Top of SUPPLIED MATERIAL
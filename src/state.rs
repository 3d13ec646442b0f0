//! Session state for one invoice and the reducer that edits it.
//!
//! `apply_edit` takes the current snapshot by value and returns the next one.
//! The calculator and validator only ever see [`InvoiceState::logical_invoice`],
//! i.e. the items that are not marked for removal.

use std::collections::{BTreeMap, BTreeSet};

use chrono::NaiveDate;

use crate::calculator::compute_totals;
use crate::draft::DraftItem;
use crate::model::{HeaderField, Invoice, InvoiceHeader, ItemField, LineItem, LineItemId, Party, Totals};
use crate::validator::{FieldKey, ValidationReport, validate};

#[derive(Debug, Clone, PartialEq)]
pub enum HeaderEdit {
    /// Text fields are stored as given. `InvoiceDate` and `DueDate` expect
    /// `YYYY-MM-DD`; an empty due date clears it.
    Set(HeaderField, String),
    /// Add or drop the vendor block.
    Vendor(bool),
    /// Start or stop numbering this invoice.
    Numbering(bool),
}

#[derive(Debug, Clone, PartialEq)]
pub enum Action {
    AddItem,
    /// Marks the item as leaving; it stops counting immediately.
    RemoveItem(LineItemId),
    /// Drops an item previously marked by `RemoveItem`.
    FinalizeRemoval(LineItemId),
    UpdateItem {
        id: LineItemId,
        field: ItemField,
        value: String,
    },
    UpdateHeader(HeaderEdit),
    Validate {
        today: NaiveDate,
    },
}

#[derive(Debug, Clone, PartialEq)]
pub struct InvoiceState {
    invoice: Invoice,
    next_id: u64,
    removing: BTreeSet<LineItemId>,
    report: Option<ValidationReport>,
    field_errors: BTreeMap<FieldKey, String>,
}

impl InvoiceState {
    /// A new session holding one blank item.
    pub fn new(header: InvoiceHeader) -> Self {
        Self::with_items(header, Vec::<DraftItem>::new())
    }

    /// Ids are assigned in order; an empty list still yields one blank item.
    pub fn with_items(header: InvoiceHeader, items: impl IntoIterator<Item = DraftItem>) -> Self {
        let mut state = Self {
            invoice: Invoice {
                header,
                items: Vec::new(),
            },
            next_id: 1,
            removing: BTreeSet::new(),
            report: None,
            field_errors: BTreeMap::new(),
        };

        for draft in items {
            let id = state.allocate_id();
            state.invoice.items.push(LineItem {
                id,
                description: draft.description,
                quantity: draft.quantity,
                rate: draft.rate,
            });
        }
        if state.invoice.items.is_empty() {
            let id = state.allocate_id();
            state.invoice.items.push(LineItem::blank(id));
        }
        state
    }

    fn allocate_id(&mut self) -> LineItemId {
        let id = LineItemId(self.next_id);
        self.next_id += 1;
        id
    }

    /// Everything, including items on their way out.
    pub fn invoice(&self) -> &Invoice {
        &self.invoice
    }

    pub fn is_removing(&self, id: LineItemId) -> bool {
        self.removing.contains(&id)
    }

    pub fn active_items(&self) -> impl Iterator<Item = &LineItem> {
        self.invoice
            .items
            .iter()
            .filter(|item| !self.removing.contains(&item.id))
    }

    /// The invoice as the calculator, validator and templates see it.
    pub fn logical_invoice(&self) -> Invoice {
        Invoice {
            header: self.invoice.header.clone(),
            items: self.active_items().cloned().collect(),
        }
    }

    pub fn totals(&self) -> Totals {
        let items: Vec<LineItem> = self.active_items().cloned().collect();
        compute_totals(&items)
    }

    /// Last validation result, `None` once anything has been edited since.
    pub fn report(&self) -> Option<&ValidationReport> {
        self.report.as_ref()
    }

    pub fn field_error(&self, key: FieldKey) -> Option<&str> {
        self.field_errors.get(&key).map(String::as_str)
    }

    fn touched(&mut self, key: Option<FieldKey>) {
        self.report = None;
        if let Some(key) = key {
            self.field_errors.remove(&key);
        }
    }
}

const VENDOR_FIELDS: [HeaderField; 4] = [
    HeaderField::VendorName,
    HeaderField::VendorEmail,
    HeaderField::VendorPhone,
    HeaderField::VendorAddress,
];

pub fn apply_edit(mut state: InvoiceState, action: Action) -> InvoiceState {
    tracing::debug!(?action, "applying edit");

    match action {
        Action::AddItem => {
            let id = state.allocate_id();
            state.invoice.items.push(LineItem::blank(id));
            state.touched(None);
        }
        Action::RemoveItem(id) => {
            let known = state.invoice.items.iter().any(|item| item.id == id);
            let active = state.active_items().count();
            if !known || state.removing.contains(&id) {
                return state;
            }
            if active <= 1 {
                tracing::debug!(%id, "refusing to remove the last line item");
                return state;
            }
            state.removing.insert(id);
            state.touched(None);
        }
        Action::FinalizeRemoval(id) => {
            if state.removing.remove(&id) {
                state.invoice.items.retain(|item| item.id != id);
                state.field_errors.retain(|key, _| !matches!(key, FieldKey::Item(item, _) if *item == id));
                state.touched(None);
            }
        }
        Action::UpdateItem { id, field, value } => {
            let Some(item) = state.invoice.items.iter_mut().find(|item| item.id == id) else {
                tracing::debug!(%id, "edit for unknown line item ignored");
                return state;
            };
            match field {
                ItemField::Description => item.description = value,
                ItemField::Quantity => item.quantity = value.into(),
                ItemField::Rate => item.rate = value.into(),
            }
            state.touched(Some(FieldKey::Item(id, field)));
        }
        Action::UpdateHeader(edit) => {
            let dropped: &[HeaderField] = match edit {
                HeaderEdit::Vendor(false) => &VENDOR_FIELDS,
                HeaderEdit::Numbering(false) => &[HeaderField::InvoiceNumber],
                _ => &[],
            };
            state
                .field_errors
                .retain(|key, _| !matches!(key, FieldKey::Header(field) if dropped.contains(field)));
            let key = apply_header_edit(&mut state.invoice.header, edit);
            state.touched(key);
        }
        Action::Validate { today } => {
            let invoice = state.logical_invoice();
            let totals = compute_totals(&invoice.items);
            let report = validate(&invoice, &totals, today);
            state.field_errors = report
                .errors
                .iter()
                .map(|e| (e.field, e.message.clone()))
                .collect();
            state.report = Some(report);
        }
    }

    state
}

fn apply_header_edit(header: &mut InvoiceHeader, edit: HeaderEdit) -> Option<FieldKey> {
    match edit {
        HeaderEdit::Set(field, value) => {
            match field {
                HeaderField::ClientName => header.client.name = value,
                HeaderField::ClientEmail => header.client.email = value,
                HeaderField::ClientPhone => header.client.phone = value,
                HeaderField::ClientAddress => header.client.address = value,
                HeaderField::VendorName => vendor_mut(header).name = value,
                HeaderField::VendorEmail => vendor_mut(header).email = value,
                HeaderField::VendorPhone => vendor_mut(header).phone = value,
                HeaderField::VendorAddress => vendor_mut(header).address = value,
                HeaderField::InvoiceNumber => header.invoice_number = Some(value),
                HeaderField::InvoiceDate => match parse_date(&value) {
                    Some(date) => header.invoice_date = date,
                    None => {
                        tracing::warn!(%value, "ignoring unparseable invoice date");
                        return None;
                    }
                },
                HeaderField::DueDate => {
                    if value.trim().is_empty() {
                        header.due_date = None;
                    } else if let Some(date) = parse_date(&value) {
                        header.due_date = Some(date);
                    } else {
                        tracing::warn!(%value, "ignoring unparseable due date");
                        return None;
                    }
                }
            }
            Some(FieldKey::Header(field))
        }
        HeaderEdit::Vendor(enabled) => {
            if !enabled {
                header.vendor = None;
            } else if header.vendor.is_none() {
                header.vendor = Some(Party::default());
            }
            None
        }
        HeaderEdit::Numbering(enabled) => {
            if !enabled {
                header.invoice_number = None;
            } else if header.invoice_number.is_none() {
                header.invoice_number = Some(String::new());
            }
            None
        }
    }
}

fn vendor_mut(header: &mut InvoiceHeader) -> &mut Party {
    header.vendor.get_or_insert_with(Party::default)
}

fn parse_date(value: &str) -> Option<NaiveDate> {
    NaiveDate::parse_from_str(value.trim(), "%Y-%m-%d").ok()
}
Bottom of SUPPLIED MATERIAL
When a line holds the string "enabled", pull it out of the listing.

        HeaderEdit::Vendor(enabled) => {
            if !enabled {
        HeaderEdit::Numbering(enabled) => {
            if !enabled {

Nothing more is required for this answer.